On Behalf of | Dec 7, 2023 | Real Estate Law

Someone who purchases or inherits real property in New Jersey will have a financial interest in preserving their ownership rights. Typically, those who own real property have the right to use the property, leverage it as collateral for a loan or sell it to other people. 

Occasionally, the actions of another party can limit the control or use of real property by the original owner. An adverse possession claim occurs when one party alleges that their use of the property effectively makes them the new owner of the property. 

Every state has unique adverse possession laws. When is someone’s interest in a property at risk in New Jersey? 

There are different rules for different situations

New Jersey actually has one of the strictest adverse possession statutes in the United States. Someone trying to gain control over another person’s real property will need to be very patient. Typically, those making a claim due to their continual use of a property without the permission of the owner would need to have evidence that they have utilized the property for at least 30 consecutive years. 

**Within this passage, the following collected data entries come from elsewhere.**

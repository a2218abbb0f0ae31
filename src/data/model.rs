use std::collections::BTreeMap;
use std::fmt;

use serde::{Deserialize, Deserializer, Serialize};
use serde_json::Value as JsonValue;

use crate::config::Locale;

// ---------------------------------------------------------------------------
// Weekday – normalized schedule key
// ---------------------------------------------------------------------------

/// Day of the week with a fixed Monday-first display order.
#[derive(Debug, Clone, Copy, PartialEq, Eq, PartialOrd, Ord, Hash, Serialize)]
pub enum Weekday {
    Monday,
    Tuesday,
    Wednesday,
    Thursday,
    Friday,
    Saturday,
    Sunday,
}

impl Weekday {
    /// All weekdays in display order.
    pub const ALL: [Weekday; 7] = [
        Weekday::Monday,
        Weekday::Tuesday,
        Weekday::Wednesday,
        Weekday::Thursday,
        Weekday::Friday,
        Weekday::Saturday,
        Weekday::Sunday,
    ];

    /// Parse an English weekday name as it appears in schedule keys.
    /// Matching ignores ASCII case and surrounding whitespace.
    pub fn from_name(name: &str) -> Option<Weekday> {
        let name = name.trim();
        Weekday::ALL
            .into_iter()
            .find(|day| day.english().eq_ignore_ascii_case(name))
    }

    /// Zero-based position in display order (Monday = 0).
    pub fn index(self) -> usize {
        self as usize
    }

    fn english(self) -> &'static str {
        match self {
            Weekday::Monday => "Monday",
            Weekday::Tuesday => "Tuesday",
            Weekday::Wednesday => "Wednesday",
            Weekday::Thursday => "Thursday",
            Weekday::Friday => "Friday",
            Weekday::Saturday => "Saturday",
            Weekday::Sunday => "Sunday",
        }
    }

    /// Display label in the requested locale.
    pub fn label(self, locale: Locale) -> &'static str {
        match locale {
            Locale::English => self.english(),
            Locale::German => match self {
                Weekday::Monday => "Montag",
                Weekday::Tuesday => "Dienstag",
                Weekday::Wednesday => "Mittwoch",
                Weekday::Thursday => "Donnerstag",
                Weekday::Friday => "Freitag",
                Weekday::Saturday => "Samstag",
                Weekday::Sunday => "Sonntag",
            },
        }
    }
}

impl fmt::Display for Weekday {
    fn fmt(&self, f: &mut fmt::Formatter<'_>) -> fmt::Result {
        f.write_str(self.english())
    }
}

// ---------------------------------------------------------------------------
// Record – one business listing
// ---------------------------------------------------------------------------

/// Weekly schedule as found in the source: weekday name → `"open-close"`.
pub type Schedule = BTreeMap<String, String>;

/// A single business listing (one line of the source file).
///
/// Field names follow the Yelp business dump so a line can be deserialized
/// directly; unknown fields (address, attributes, …) are ignored.
#[derive(Debug, Clone, PartialEq, Serialize, Deserialize)]
pub struct Record {
    #[serde(rename = "business_id")]
    pub id: String,
    pub name: String,
    #[serde(default)]
    pub city: Option<String>,
    #[serde(default)]
    pub state: Option<String>,
    #[serde(default)]
    pub latitude: Option<f64>,
    #[serde(default)]
    pub longitude: Option<f64>,
    /// Star rating, 0.0–5.0 in half steps.
    #[serde(rename = "stars")]
    pub rating: f64,
    pub review_count: u64,
    /// Comma-delimited category list, e.g. `"Pizza, Restaurants"`.
    #[serde(default)]
    pub categories: Option<String>,
    #[serde(default, deserialize_with = "deserialize_schedule")]
    pub hours: Option<Schedule>,
}

impl Record {
    /// Coordinates as `[latitude, longitude]` when both are present and finite.
    pub fn coordinates(&self) -> Option<[f64; 2]> {
        match (self.latitude, self.longitude) {
            (Some(lat), Some(lon)) if lat.is_finite() && lon.is_finite() => Some([lat, lon]),
            _ => None,
        }
    }
}

/// Accept any JSON value for `hours`; only objects become a schedule.
fn deserialize_schedule<'de, D>(deserializer: D) -> Result<Option<Schedule>, D::Error>
where
    D: Deserializer<'de>,
{
    let value = Option::<JsonValue>::deserialize(deserializer)?;
    Ok(value.as_ref().and_then(schedule_from_json))
}

/// Convert a JSON value into a [`Schedule`].
///
/// Non-object values yield `None`. Non-string entry values are kept in
/// their JSON text form so the hours extractor can count them as malformed.
pub fn schedule_from_json(value: &JsonValue) -> Option<Schedule> {
    let obj = value.as_object()?;
    Some(
        obj.iter()
            .map(|(day, range)| {
                let text = match range {
                    JsonValue::String(s) => s.clone(),
                    other => other.to_string(),
                };
                (day.clone(), text)
            })
            .collect(),
    )
}

// ---------------------------------------------------------------------------
// Dataset – the complete loaded table
// ---------------------------------------------------------------------------

/// The full parsed dataset. Immutable once built.
#[derive(Debug, Clone, Default)]
pub struct Dataset {
    /// All listings in file order.
    pub records: Vec<Record>,
    max_review_count: u64,
}

impl Dataset {
    pub fn from_records(records: Vec<Record>) -> Self {
        let max_review_count = records.iter().map(|r| r.review_count).max().unwrap_or(0);
        Dataset {
            records,
            max_review_count,
        }
    }

    /// Number of listings.
    pub fn len(&self) -> usize {
        self.records.len()
    }

    pub fn is_empty(&self) -> bool {
        self.records.is_empty()
    }

    /// Largest review count in the dataset (0 when empty).
    pub fn max_review_count(&self) -> u64 {
        self.max_review_count
    }
}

If the property in question is woodland, then the party claiming adverse possession needs to remain there for at least 60 years. That possession period may decrease to the standard 30 years if someone adversely possessing woodland property has color of title or documents that seem to support their ownership claim. 

The one scenario in which adverse possession may occur more quickly is when the person occupying the land has color of title and has paid the real estate taxes on the property. In that case, they would only need to wait five years to initiate adverse possession proceedings. 

Swiftly responding to any property incursions will help protect owners from future claims of adverse possession made by squatters.